IMMUNE-RESPONSE AGAINST 2 EPITOPES ON SAME THYMUS-INDEPENDENT POLYSACCHARIDE CARRIER .2. ENHANCED ANTIHAPTEN RESPONSES BY INJECTION OF UNCONJUGATED CARRIER

Abstract

Dextran B512 preparations of various MW induced polyclonal antibody synthesis in vivo. The efficiency of activation decreased with the MW. Dextran also markedly enhanced the anti-hapten (fluorescein-isothiocyanate-FITC) response after injection of immunogenic doses of FITC dextran. The adjuvant activity decreased with the MW of unconjugated dextran. The concentration of dextran which was necessary for adjuvanticity induced complete tolerance to the .alpha.1-6 epitope. Native dextran acted as an effective adjuvant and was capable of inducing polyclonal activation even in mouse strains that fail to produce antibodies to the .alpha. 1-6 epitope of dextran B512. The adjuvant property of dextran did not require T [thymus-derived] cells.
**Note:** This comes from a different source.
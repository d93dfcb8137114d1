//! Utility module

mod error;

pub use error::{Error, Result};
Lipopolysaccharide from Escherichia coli did not act as an adjuvant for the anti-FITC response after injection of immunogenic doses of FITC-dextran. Since unconjugated dextran markedly enhanced the specific anti-FITC response after injection of FITC-dextran, the polyclonal activating property of dextran is capable of delivering an activation signal for the induction of specific immune responses to haptens coupled to dextran. Since LPS was not an adjuvant for the immune response to FITC-dextran, although LPS is a potent adjuvant for heterologous thymus-dependent red cell antigens, LPS and dextran probably act as polyclonal B [bone marrow-derived] cell activators on different B cell subpopulations.